Par un arrêt en date du 15 avril 2021 publié au Bulletin, la troisième chambre civile de la Cour de Cassation a précisé les conditions d’engagement de la responsabilité du maître d’ouvrage par un sous-traitant en présence d’un contrat de délégation de maîtrise d’ouvrage.
En effet, elle a jugé que le maître d’ouvrage, lorsqu’il a délégué la maîtrise d’ouvrage, ne peut voir sa responsabilité engagée par un sous-traitant du fait d’une faute délictuelle de son mandataire s’il n’a pas lui-même commis de faute.
En l’espèce, une SCI avait conclu un contrat de promotion immobilière portant délégation de maîtrise d’ouvrage avec une société.
Cette dernière avait alors conclu un contrat pour l’exécution des travaux à une entreprise qui a elle-même sous-traités certaines des prestations à sa charge sans que le promoteur n’ai agrée le sous-traitant.
Par la suite, l’entreprise en charge des travaux a fait l’objet d’une procédure de sauvegarde et le sous-traitant n’a pas été intégralement payé pour les travaux qu’il a exécutés.
Par une assignation, le sous-traitant a demandé la condamnation solidaire du maître d’ouvrage et du maître d’ouvrage délégué à lui verser une somme de 54 408,79 € correspondant au solde des travaux restant dus.
Par un arrêt en date du 24 mai 2019, la cour d’appel de Montpellier a condamné solidairement la SCI maître d’ouvrage et le promoteur mandataire à indemniser le sous-traitant.
La juridiction d’appel avait retenu la responsabilité pour faute du promoteur du fait de la méconnaissance de l’article 14-1 de la loi du 31 décembre 1975 :
« Pour les contrats de travaux de bâtiment et de travaux publics :
– le maître de l’ouvrage doit, s’il a connaissance de la présence sur le chantier d’un sous-traitant n’ayant pas fait l’objet des obligations définies à l’article 3 ou à l’article 6, ainsi que celles définies à l’article 5, mettre l’entrepreneur principal ou le sous-traitant en demeure de s’acquitter de ces obligations. Ces dispositions s’appliquent aux marchés publics et privés ;
– si le sous-traitant accepté, et dont les conditions de paiement ont été agréées par le maître de l’ouvrage dans les conditions définies par décret en Conseil d’Etat, ne bénéficie pas de la délégation de paiement, le maître de l’ouvrage doit exiger de l’entrepreneur principal qu’il justifie avoir fourni la caution. »
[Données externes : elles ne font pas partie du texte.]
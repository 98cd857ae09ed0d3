// SPDX-FileCopyrightText: 2026 Quill Contributors
// SPDX-License-Identifier: MIT OR Apache-2.0

//! In-process transport over a [`Runtime`].

use std::sync::Arc;

use async_trait::async_trait;
use quill_agent::Runtime;
use quill_core::QuillError;
use quill_core::types::{EventStream, ExecutionEvent, Message, StatusView, Submission, ToolCall};

use crate::api::ExecutionApi;

/// Calls the runtime directly on behalf of a fixed user.
#[derive(Clone)]
pub struct LocalApi {
    runtime: Arc<Runtime>,
    owner: String,
}

impl LocalApi {
    pub fn new(runtime: Arc<Runtime>, owner: impl Into<String>) -> Self {
        Self {
            runtime,
            owner: owner.into(),
        }
    }
}

#[async_trait]
impl ExecutionApi for LocalApi {
    async fn submit(
        &self,
        idempotency_key: &str,
        thread_id: &str,
        content: &str,
    ) -> Result<Submission, QuillError> {
        self.runtime
            .submit(&self.owner, idempotency_key, thread_id, content)
            .await
    }

    async fn status(&self, request_id: &str) -> Result<StatusView, QuillError> {
        self.runtime.status(&self.owner, request_id).await
    }

    async fn events(
        &self,
        request_id: &str,
        after_seq: i64,
    ) -> Result<Vec<ExecutionEvent>, QuillError> {
        self.runtime.events(&self.owner, request_id, after_seq).await
    }

    async fn stream(&self, request_id: &str, after_seq: i64) -> Result<EventStream, QuillError> {
        self.runtime.attach(&self.owner, request_id, after_seq).await
    }

    async fn message(&self, message_id: &str) -> Result<Message, QuillError> {
        self.runtime.message(&self.owner, message_id).await
    }

    async fn approve(&self, tool_call_id: &str) -> Result<ToolCall, QuillError> {
        self.runtime.approve(&self.owner, tool_call_id).await
    }

    async fn reject(&self, tool_call_id: &str, reason: Option<&str>) -> Result<ToolCall, QuillError> {
        self.runtime.reject(&self.owner, tool_call_id, reason).await
    }
}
Or, le maître d’ouvrage est tenu des fautes de son mandataire en vertu de l’article 1831-2 du code civil qui dispose que :
« (…) Le maître de l’ouvrage est tenu d’exécuter les engagements contractés en son nom par le promoteur en vertu des pouvoirs que celui-ci tient de la loi ou de la convention. »
Au visa de l’article 1240 du code civil et de l’article 14-1 de la loi du 31 décembre 1975, la Cour de Cassation casse l’arrêt de la Cour d’appel de Montpellier pour défaut de base légale en tant qu’il a retenu la responsabilité de la SCI maitre d’ouvrage alors que :
« Il en résulte que, la faute délictuelle ou quasi-délictuelle du mandataire n’engageant pas la responsabilité du mandant, celui-ci ne peut être condamné sur le fondement de l’article 14-1 de la loi du 31 décembre 1975 que s’il a personnellement connaissance de la présence du sous-traitant sur le chantier. »
Ainsi, le caractère délictuel et non contractuel de la faute du promoteur mandataire empêche l’engagement de la responsabilité du mandant, sauf à démontrer une faute de sa part.